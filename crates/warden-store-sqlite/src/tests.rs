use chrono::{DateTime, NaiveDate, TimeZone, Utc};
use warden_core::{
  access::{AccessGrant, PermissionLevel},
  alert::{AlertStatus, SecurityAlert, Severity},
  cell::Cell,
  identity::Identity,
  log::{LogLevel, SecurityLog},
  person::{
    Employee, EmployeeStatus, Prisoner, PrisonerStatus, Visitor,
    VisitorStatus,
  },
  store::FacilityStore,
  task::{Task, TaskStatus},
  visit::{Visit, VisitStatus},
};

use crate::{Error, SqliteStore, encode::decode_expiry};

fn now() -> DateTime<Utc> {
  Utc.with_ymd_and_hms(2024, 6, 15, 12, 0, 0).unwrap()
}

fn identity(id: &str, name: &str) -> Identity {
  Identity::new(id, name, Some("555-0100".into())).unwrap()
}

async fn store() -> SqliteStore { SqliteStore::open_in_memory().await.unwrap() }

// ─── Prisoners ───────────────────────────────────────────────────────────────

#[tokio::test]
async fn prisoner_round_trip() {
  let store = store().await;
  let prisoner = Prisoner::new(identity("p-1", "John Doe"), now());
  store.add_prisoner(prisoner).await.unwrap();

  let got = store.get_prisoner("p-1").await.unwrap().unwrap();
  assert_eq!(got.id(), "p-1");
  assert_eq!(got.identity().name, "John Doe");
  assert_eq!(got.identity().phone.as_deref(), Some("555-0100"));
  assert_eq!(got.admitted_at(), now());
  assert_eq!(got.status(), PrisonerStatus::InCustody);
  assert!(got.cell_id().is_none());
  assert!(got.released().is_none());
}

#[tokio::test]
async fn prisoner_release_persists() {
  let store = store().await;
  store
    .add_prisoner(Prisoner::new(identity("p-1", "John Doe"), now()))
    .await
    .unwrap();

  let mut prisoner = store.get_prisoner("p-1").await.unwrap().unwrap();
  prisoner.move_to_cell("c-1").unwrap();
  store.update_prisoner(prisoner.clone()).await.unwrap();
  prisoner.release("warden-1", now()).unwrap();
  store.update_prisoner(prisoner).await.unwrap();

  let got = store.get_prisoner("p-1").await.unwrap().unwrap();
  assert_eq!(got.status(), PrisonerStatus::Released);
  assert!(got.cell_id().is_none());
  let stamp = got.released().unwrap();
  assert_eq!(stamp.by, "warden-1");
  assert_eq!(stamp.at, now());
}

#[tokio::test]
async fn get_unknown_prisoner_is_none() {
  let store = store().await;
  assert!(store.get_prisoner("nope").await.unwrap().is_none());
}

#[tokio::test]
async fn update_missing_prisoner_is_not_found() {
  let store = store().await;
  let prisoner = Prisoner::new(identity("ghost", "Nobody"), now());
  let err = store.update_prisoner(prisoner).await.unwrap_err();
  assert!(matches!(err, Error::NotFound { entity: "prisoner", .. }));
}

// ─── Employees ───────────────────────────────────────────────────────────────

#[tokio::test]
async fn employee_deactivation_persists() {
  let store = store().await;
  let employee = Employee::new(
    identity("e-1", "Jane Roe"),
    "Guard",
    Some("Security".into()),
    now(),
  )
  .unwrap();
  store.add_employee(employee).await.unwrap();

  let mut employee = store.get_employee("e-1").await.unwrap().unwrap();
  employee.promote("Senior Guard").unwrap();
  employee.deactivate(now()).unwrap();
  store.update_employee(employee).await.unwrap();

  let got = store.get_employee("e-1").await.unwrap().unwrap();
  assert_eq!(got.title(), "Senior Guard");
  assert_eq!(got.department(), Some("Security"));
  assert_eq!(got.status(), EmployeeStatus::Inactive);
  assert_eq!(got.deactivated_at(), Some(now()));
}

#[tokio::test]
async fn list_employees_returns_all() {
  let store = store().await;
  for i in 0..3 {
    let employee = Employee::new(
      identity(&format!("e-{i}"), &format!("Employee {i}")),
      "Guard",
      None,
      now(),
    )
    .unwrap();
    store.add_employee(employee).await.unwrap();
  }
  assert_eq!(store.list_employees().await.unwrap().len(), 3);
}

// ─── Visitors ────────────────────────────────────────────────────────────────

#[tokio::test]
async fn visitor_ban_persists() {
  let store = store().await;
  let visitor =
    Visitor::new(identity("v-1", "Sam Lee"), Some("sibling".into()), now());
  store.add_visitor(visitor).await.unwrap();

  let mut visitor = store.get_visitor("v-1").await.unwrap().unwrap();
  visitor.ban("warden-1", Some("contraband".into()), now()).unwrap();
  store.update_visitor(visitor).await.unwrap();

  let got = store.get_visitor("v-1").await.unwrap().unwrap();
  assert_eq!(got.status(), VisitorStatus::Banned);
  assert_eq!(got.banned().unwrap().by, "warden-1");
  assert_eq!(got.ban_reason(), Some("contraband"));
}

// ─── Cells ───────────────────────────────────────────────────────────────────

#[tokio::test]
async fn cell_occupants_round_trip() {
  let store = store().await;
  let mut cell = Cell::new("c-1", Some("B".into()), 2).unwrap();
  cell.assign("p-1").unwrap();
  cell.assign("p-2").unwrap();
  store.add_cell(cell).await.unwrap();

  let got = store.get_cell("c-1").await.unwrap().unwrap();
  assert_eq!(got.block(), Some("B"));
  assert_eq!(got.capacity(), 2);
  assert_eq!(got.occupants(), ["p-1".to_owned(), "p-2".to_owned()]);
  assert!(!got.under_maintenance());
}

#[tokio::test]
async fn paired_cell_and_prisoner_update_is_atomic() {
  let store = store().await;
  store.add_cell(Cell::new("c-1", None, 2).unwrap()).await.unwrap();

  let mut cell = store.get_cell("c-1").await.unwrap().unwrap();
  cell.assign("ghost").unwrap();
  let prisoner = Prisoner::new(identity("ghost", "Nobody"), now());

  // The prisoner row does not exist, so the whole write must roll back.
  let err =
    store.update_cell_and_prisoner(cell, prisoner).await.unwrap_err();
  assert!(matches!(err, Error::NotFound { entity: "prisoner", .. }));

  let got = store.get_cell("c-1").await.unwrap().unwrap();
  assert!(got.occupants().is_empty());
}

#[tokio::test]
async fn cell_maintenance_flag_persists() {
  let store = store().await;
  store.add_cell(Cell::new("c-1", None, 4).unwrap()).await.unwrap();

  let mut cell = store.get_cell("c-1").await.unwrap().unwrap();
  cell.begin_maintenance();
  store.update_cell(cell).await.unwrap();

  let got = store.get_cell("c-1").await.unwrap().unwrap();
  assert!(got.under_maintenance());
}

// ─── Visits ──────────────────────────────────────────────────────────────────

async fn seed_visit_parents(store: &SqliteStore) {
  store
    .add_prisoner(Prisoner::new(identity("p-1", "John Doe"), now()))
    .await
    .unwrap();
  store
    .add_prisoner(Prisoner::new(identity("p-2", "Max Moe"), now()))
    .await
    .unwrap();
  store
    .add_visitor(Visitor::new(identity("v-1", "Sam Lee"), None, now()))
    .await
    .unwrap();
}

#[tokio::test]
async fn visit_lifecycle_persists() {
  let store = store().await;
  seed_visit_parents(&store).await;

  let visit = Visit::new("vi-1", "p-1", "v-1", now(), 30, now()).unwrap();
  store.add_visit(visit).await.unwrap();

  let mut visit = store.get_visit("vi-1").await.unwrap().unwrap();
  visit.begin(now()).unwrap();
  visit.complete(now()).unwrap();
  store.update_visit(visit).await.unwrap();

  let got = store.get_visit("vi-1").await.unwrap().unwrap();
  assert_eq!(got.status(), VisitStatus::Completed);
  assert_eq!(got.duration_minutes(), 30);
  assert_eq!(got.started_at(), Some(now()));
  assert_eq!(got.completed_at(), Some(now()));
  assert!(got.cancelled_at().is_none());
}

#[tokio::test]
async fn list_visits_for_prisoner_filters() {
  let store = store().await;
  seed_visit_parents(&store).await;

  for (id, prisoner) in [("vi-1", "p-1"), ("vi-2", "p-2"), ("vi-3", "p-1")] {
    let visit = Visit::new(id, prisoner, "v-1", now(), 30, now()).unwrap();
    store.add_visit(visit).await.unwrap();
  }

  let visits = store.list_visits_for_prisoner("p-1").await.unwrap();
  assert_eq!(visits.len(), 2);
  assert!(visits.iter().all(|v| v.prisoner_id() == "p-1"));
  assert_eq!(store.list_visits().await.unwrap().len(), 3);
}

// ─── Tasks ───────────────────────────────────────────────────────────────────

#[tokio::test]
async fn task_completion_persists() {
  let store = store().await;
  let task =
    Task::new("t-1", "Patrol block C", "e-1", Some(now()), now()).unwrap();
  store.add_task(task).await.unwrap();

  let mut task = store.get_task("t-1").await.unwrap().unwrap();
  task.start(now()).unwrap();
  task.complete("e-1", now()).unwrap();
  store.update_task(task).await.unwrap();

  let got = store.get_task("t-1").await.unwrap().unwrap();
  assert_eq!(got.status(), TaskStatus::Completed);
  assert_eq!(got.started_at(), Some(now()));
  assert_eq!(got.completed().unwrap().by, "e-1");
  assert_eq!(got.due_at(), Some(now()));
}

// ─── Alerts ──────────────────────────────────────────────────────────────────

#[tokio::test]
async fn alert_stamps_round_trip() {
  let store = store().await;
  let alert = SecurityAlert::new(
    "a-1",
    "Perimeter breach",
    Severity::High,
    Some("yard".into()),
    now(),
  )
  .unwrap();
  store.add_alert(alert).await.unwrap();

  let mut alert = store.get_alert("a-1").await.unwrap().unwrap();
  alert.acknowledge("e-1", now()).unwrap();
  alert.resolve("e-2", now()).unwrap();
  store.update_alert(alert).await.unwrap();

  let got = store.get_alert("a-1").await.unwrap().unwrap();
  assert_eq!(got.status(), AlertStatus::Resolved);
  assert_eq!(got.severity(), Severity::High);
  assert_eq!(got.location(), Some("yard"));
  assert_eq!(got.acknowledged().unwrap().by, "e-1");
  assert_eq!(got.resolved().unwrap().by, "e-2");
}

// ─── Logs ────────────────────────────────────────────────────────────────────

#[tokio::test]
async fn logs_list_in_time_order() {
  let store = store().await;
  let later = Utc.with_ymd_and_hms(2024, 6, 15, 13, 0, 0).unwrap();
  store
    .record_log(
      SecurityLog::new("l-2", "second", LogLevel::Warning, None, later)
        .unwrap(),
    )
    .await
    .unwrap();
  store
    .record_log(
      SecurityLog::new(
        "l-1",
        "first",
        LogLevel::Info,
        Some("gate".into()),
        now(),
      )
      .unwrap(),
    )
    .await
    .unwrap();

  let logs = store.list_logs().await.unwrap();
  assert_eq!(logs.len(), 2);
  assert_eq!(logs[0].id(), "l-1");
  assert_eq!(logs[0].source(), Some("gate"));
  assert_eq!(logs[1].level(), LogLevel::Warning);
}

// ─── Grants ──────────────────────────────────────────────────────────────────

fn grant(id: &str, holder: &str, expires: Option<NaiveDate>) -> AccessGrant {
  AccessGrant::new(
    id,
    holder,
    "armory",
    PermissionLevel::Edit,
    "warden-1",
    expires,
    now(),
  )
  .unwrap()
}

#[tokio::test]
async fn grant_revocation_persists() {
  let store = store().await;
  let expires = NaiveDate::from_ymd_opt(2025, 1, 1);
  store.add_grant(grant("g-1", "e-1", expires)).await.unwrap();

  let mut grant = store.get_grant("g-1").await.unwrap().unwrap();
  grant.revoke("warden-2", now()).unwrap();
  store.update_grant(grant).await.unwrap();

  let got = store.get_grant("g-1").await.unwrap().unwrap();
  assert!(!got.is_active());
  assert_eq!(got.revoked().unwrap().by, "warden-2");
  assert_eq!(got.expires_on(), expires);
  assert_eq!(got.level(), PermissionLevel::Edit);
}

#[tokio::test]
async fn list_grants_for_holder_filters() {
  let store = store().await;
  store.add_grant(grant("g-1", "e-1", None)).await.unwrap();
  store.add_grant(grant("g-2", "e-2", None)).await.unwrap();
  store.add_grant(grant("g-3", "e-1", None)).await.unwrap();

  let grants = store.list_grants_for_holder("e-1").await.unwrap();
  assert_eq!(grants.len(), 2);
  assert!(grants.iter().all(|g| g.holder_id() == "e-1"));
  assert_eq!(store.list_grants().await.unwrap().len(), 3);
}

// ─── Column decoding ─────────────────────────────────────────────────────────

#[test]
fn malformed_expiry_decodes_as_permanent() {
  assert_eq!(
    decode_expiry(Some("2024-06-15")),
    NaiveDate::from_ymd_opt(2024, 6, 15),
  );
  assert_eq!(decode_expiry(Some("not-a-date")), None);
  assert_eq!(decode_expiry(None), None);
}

---

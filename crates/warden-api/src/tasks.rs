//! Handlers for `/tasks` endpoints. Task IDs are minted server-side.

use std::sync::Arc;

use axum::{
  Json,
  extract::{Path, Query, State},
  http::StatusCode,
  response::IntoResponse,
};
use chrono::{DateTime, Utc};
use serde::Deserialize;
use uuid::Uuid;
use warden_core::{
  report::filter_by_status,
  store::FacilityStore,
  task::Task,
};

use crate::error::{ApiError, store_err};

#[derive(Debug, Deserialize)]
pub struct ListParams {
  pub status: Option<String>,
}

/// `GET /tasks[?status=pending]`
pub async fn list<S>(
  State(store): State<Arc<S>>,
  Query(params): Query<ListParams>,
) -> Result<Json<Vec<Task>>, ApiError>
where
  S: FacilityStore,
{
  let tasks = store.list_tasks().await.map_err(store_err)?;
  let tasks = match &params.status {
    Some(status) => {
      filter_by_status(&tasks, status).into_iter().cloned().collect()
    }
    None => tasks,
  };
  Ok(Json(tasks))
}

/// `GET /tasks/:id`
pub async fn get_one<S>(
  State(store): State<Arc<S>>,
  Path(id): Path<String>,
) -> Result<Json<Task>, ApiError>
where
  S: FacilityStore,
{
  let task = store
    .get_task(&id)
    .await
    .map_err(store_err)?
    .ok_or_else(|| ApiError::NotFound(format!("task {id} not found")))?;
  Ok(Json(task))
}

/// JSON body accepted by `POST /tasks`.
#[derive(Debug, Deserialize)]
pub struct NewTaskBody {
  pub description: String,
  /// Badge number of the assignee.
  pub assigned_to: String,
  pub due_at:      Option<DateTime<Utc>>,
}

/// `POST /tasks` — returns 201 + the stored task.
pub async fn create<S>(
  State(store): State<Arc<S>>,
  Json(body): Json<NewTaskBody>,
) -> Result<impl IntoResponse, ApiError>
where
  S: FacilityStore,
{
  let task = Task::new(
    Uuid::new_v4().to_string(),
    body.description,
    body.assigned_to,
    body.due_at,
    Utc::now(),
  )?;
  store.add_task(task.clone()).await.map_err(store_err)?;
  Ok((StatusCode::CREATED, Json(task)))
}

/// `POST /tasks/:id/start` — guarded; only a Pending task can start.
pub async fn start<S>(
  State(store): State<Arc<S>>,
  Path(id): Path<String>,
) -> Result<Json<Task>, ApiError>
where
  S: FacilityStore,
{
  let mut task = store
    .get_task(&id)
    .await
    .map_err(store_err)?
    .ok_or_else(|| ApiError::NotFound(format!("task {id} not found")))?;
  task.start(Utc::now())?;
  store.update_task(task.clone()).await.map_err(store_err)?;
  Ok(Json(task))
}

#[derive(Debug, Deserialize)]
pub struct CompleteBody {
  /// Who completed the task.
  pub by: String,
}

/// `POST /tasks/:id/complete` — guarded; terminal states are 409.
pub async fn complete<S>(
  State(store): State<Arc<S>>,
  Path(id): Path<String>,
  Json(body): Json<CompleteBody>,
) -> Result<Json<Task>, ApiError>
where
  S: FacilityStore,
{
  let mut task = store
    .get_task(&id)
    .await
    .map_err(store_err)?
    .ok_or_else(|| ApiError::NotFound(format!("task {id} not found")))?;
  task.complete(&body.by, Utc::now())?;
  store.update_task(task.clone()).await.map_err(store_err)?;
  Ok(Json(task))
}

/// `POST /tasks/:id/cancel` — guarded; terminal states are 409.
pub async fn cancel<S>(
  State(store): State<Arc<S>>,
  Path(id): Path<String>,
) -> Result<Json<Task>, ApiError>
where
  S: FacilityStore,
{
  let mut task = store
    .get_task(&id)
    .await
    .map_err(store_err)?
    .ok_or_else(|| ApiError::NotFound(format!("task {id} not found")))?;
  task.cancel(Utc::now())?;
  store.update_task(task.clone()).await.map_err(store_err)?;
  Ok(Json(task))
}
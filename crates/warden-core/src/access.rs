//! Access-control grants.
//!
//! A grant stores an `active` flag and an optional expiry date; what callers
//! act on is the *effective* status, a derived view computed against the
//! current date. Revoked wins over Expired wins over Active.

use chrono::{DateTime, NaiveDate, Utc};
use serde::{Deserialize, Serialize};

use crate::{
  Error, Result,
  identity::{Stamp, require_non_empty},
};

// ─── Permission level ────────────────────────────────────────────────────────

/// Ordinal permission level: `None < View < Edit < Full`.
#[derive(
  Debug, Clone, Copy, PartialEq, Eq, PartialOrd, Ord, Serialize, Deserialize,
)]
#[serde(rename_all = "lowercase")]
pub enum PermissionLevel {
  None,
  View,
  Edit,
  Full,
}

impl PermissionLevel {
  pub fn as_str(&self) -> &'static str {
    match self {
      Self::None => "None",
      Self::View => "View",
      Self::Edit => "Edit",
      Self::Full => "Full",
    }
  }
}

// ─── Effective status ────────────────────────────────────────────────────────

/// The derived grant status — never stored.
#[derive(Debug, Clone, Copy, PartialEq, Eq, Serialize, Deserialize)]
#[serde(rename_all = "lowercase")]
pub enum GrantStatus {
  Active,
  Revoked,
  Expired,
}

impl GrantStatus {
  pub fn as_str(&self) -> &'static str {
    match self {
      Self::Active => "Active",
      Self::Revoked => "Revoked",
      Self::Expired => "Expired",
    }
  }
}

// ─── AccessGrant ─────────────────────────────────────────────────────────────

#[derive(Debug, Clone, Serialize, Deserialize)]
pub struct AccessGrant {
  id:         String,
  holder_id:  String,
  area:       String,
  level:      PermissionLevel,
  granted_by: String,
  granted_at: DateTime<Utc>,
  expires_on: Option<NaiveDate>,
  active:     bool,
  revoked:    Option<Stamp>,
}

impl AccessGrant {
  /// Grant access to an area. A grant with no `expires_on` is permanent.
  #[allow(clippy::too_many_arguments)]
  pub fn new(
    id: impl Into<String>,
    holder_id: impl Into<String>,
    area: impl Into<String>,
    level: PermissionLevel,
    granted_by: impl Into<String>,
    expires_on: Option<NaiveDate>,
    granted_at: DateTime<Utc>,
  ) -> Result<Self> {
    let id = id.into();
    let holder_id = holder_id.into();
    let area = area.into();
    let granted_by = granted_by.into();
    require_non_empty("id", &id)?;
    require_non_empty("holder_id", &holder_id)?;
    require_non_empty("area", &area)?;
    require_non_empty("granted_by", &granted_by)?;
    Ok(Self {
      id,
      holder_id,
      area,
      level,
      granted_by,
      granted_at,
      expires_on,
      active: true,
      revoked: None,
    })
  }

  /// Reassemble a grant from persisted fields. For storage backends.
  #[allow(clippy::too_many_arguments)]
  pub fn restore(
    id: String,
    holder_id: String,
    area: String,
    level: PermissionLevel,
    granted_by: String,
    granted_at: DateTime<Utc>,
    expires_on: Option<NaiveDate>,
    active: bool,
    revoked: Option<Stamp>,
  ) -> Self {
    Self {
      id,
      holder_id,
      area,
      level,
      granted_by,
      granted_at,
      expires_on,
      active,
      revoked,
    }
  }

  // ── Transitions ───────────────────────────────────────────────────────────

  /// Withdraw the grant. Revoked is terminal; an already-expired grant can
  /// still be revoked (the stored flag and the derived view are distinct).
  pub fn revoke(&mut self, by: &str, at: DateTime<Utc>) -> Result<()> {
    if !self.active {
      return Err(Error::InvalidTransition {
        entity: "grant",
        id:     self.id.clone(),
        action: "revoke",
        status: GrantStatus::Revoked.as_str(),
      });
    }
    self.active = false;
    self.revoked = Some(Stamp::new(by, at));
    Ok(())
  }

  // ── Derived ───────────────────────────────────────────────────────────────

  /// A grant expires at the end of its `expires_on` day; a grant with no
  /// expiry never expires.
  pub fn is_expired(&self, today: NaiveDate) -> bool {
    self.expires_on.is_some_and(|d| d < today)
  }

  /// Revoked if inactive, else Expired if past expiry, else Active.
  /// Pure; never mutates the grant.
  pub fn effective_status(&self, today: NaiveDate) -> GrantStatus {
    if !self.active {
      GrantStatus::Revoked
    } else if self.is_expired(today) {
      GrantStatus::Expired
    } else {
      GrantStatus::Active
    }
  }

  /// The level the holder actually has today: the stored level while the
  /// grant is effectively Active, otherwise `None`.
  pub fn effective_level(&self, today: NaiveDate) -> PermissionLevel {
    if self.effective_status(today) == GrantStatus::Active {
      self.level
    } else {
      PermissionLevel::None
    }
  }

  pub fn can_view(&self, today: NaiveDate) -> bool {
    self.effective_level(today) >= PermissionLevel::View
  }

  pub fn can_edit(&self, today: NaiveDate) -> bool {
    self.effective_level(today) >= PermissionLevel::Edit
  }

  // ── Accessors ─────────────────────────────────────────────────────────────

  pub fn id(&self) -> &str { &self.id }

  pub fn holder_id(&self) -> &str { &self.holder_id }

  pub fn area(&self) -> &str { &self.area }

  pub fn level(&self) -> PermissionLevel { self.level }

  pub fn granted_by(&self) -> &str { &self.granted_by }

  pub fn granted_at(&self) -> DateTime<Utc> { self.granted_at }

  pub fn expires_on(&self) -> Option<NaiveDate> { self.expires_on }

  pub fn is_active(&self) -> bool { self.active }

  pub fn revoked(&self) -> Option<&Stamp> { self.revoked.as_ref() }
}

Aim of the exercise -
Filter the data down to the lines that contain the string "IntoResponse", and copy them.

Response -
  response::IntoResponse,
) -> Result<impl IntoResponse, ApiError>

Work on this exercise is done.